POLYJET TECHNOLOGY is a powerful additive manufacturing method that produces smooth, accurate prototypes, parts and tooling. With 16-micron layer resolution and accuracy as high as 0.1 mm, it can produce thin walls and complex geometries using the widest range of materials.

 

Our Stratasys 3D polyjet printer jets and instantly UV-cures tiny droplets of liquid photopolymer. Fine layers accumulate on the build tray to create a precise 3D model or part. Where overhangs or complex shapes require support, the 3D printer jets a removable gel-like support material, which can be easily removed by hand or with water. Models and parts are ready to handle and use right out of the 3D printer, with no post-curing needed.

 

 

 

We offer the following 7 materials for printing. The Vero family of materials all feature dimensional stability and high-detail visualization, and are designed to simulate plastics that closely resemble the end product.

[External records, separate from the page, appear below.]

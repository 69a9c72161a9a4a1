// Copyright (c) 2024-present, fjall-rs
// This source code is licensed under both the Apache 2.0 and MIT License
// (found in the LICENSE-* files in the repository)

//! Runs queries against archives

use super::{Query, SearchOptions};
use crate::{
    archive::{
        archive_path,
        file::{Message, ReaderFile},
        reader::ArchiveReader,
    },
    metadata::{global::GlobalMetadataDb, FileFilter, FileMetadata},
    timestamp::Timestamp,
    Error, ReaderConfig,
};
use std::path::Path;
use uuid::Uuid;

/// A message matching a search
#[derive(Clone, Debug, Eq, PartialEq)]
pub struct SearchResult {
    /// Archive holding the message
    pub archive_id: Uuid,

    /// Path of the input file
    pub file_path: String,

    /// ID shared by all splits of the input file
    pub orig_file_id: Uuid,

    /// Index of the message in the unsplit input file
    pub message_ix: u64,

    /// Timestamp, 0 if the message has none
    pub timestamp: Timestamp,

    /// Original text of the message
    pub message: String,
}

/// Searches one archive, calling `callback` for every match.
///
/// Files outside the search time range and files in segments that can't
/// hold a match are skipped. A corrupt message ends the scan of its file
/// but not the search.
///
/// Returns the number of matches.
///
/// # Errors
///
/// Will return `Err` if an IO error occurs, or a file's columns can't be loaded.
pub fn search<F>(reader: &mut ArchiveReader, query: &Query, mut callback: F) -> crate::Result<u64>
where
    F: FnMut(SearchResult),
{
    if query.is_empty() {
        return Ok(0);
    }

    let options = query.options();
    let files = reader.files(&FileFilter {
        begin_ts: options.begin_ts,
        end_ts: options.end_ts,
        ..Default::default()
    });

    let mut file = ReaderFile::default();
    let mut message = Message::default();
    let mut count = 0;

    for metadata in &files {
        let sub_queries: Vec<_> = query.relevant_sub_queries(metadata.segment_id).collect();

        if sub_queries.is_empty() && !query.matches_everything() {
            log::trace!("Skipping file {} in segment {}", metadata.id, metadata.segment_id);
            continue;
        }

        reader.open_file(metadata, &mut file)?;

        match search_file(reader, &mut file, query, &sub_queries, &mut message, &mut callback) {
            Ok(n) => count += n,
            Err(Error::Corrupt(e)) => {
                log::warn!("Stopped searching {:?}: {e}", metadata.path);
            }
            Err(e) => return Err(e),
        }
    }

    Ok(count)
}

fn search_file<F>(
    reader: &ArchiveReader,
    file: &mut ReaderFile,
    query: &Query,
    sub_queries: &[&super::SubQuery],
    message: &mut Message,
    callback: &mut F,
) -> crate::Result<u64>
where
    F: FnMut(SearchResult),
{
    let mut count = 0;
    let mut text = String::new();

    while let Some(matched) = reader.find_message_matching_query(file, query, sub_queries, message)? {
        if matched.wildcard_match_required() {
            text.clear();
            reader.decompress_message_without_ts(message, &mut text)?;

            if !query.matches_text(&text) {
                continue;
            }
        }

        let mut out = String::new();
        reader.decompress_message(file, message, &mut out)?;

        count += 1;
        callback(search_result(reader, file.metadata(), message, out));
    }

    Ok(count)
}

fn search_result(
    reader: &ArchiveReader,
    metadata: &FileMetadata,
    message: &Message,
    text: String,
) -> SearchResult {
    SearchResult {
        archive_id: reader.metadata().id,
        file_path: metadata.path.clone(),
        orig_file_id: metadata.orig_file_id,
        message_ix: metadata.begin_message_ix + message.message_ix(),
        timestamp: message.timestamp(),
        message: text,
    }
}

/// Searches every archive overlapping the search time range.
///
/// Archives are visited in creation order. An archive that fails to open
/// or to be searched is logged and skipped.
///
/// Returns the number of matches.
///
/// # Errors
///
/// Will return `Err` if the global metadata DB can't be read.
pub fn search_archives<P, F>(
    archives_dir: P,
    global_db: &dyn GlobalMetadataDb,
    search_string: &str,
    options: &SearchOptions,
    config: &ReaderConfig,
    mut callback: F,
) -> crate::Result<u64>
where
    P: AsRef<Path>,
    F: FnMut(SearchResult),
{
    let archives = global_db.archives_in_time_range(options.begin_ts, options.end_ts)?;
    log::debug!("Searching {} archive(s) for {search_string:?}", archives.len());

    let mut count = 0;

    for archive in archives {
        let path = archive_path(archives_dir.as_ref(), archive.id);

        let result = ArchiveReader::open(&path, config).and_then(|mut reader| {
            reader.refresh_dictionaries()?;

            let query = Query::build(
                search_string,
                options.clone(),
                reader.logtype_dictionary(),
                reader.variable_dictionary(),
            );

            search(&mut reader, &query, &mut callback)
        });

        match result {
            Ok(n) => count += n,
            Err(e) => log::error!("Failed to search archive {}: {e}", path.display()),
        }
    }

    Ok(count)
}

#[cfg(test)]
#[allow(clippy::expect_used)]
mod tests {
    use super::*;
    use crate::{ArchiveWriter, Config, MockGlobalMetadataDb};
    use std::sync::Arc;
    use test_log::test;

    fn write_archive(dir: &Path, lines: &[&str]) -> crate::Result<Uuid> {
        let mut writer = ArchiveWriter::open(
            Config::new(dir),
            Arc::new(MockGlobalMetadataDb::default()),
        )?;
        let id = writer.archive_id().expect("archive should be open");

        writer.create_and_open_file("app.log", 0, Uuid::new_v4(), 0)?;
        for line in lines {
            writer.write_msg(0, line, line.len() as u64)?;
        }
        writer.close_file()?;
        writer.close()?;

        Ok(id)
    }

    fn grep(dir: &Path, id: Uuid, search_string: &str, ignore_case: bool) -> crate::Result<Vec<String>> {
        let mut reader = ArchiveReader::open(archive_path(dir, id), &ReaderConfig::default())?;
        reader.refresh_dictionaries()?;

        let options = SearchOptions {
            ignore_case,
            ..Default::default()
        };
        let query = Query::build(
            search_string,
            options,
            reader.logtype_dictionary(),
            reader.variable_dictionary(),
        );

        let mut matches = vec![];
        search(&mut reader, &query, |x| matches.push(x.message))?;
        Ok(matches)
    }

    #[test]
    fn grep_variables() -> crate::Result<()> {
        let dir = tempfile::tempdir()?;
        let id = write_archive(
            dir.path(),
            &[
                "connected to 10.0.0.1 port 8080\n",
                "connected to 10.0.0.2 port 9090\n",
                "retry 3 of 5\n",
                "value 3.25 exceeded\n",
            ],
        )?;

        assert_eq!(
            vec!["connected to 10.0.0.2 port 9090\n"],
            grep(dir.path(), id, "*port 9090*", false)?
        );
        assert_eq!(2, grep(dir.path(), id, "connected to 10.0.0.*", false)?.len());
        assert_eq!(vec!["retry 3 of 5\n"], grep(dir.path(), id, "retry ? of *", false)?);
        assert_eq!(vec!["value 3.25 exceeded\n"], grep(dir.path(), id, "*3.2*", false)?);
        assert_eq!(4, grep(dir.path(), id, "*", false)?.len());
        assert!(grep(dir.path(), id, "*port 7070*", false)?.is_empty());

        Ok(())
    }

    #[test]
    fn grep_ignore_case() -> crate::Result<()> {
        let dir = tempfile::tempdir()?;
        let id = write_archive(dir.path(), &["User ALICE logged in\n", "user bob logged in\n"])?;

        assert_eq!(vec!["user bob logged in\n"], grep(dir.path(), id, "user*", false)?);
        assert_eq!(2, grep(dir.path(), id, "user*", true)?.len());
        assert_eq!(vec!["User ALICE logged in\n"], grep(dir.path(), id, "*alice*", true)?);

        Ok(())
    }
}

RIGID OPAQUE WHITE MATERIAL

VeroWhitePlus RGD835

RIGID OPAQUE GRAY MATERIAL

VeroGray RGD850

RIGID OPAQUE BLUE MATERIAL

VeroBlue RGD840

RIGID OPAQUE BLACK MATERIAL

VeroBlackPlus RGD875

TRANSPARENT MATERIAL (RGD810)

It is a rigid, nearly colorless material featuring proven dimensional stability for general purpose, fine-detail model building and visual simulation of transparent thermoplastics such as PMMA

HIGH TEMPERATURE (RGD525)

It is for advanced functional testing, hot air and water flow, and static applications

ENDUR (RGD450)

It is an advanced Simulated Polypropylene material that offers durability and a beautiful surface finish. Use it to quickly build tough prototypes for snap-fit components, living hinges and other demanding applications

For more information on materials and their properties, please refer to HERE

Polyjet material comparison chart, please refer to HERE

FUSED FILAMENT FABRICATION (FFF) is an additive manufacturing process used for building three-dimensional products, prototypes and models. It adds layer after layer of molten plastic to create the product’s structure.

 

The material is heated through the nozzle, which emits thermoplastic material by depositing it onto a moving table; this breaks its atomic structure into liquid state. Application of the material is guided accordingly from the CAD data through the movement of the table. The material solidifies immediately once it has been deposited onto the layer surface. The nozzle works layer by layer until the product is complete.

 

The materials used are usually thermoplastics materials such as ABS (Acrylonitrile Butadiene Styrene) or PLA (Polylactic Acid), which is a biodegradable plastic, produced from organic alternatives. The benefits of FFF printing includes low material cost and wide range of colour offerings.